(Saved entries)
----------

//! JSON output formatting

use chrono::{DateTime, Utc};
use mealgate_core::{
    AccessSnapshot, GateState, GateView, RecordOrigin, SubscriptionSource, SubscriptionWindow,
    TrialWindow,
};
use serde::{Deserialize, Serialize};

#[derive(Debug, Serialize, Deserialize)]
pub struct StatusReport {
    pub user_id: String,
    pub path: String,
    pub gate: GateState,
    pub view: GateView,
    pub access: AccessSnapshot,
    pub subscription_source: SubscriptionSource,
    pub trial: Option<TrialReport>,
    pub subscription: Option<SubscriptionReport>,
}

/// Result of mounting a gate on one path.
#[derive(Debug, Serialize, Deserialize)]
pub struct CheckReport {
    pub path: String,
    pub gate: GateState,
    pub view: GateView,
    pub fresh: bool,
    #[serde(skip_serializing_if = "Option::is_none")]
    pub access: Option<AccessSnapshot>,
    #[serde(skip_serializing_if = "Option::is_none")]
    pub redirect: Option<String>,
}

#[derive(Debug, Serialize, Deserialize)]
pub struct TrialReport {
    pub start: DateTime<Utc>,
    pub end: DateTime<Utc>,
    pub expired: bool,
    pub remaining_ms: i64,
    pub progress: f64,
}

#[derive(Debug, Serialize, Deserialize)]
pub struct SubscriptionReport {
    pub plan_id: String,
    pub plan_label: String,
    pub start: DateTime<Utc>,
    pub end: DateTime<Utc>,
    pub active: bool,
    pub remaining_ms: i64,
    pub progress: f64,
    #[serde(skip_serializing_if = "Option::is_none")]
    pub origin: Option<RecordOrigin>,
}

impl TrialReport {
    pub fn new(trial: &TrialWindow, now: DateTime<Utc>) -> Self {
        Self {
            start: trial.start,
            end: trial.end(),
            expired: trial.is_expired(now),
            remaining_ms: trial.remaining_ms(now),
            progress: trial.progress_ratio(now),
        }
    }
}

impl SubscriptionReport {
    pub fn new(
        window: &SubscriptionWindow,
        origin: Option<RecordOrigin>,
        now: DateTime<Utc>,
    ) -> Self {
        Self {
            plan_id: window.plan_id.clone(),
            plan_label: window.plan_label.clone(),
            start: window.start,
            end: window.end,
            active: window.is_active(now),
            remaining_ms: window.remaining_ms(now),
            progress: window.progress_ratio(now),
            origin,
        }
    }
}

----------

Scan the records above for the string "progress", and copy every line where it turns up.

Problem solution.
    pub progress: f64,
    pub progress: f64,
            progress: trial.progress_ratio(now),
            progress: window.progress_ratio(now),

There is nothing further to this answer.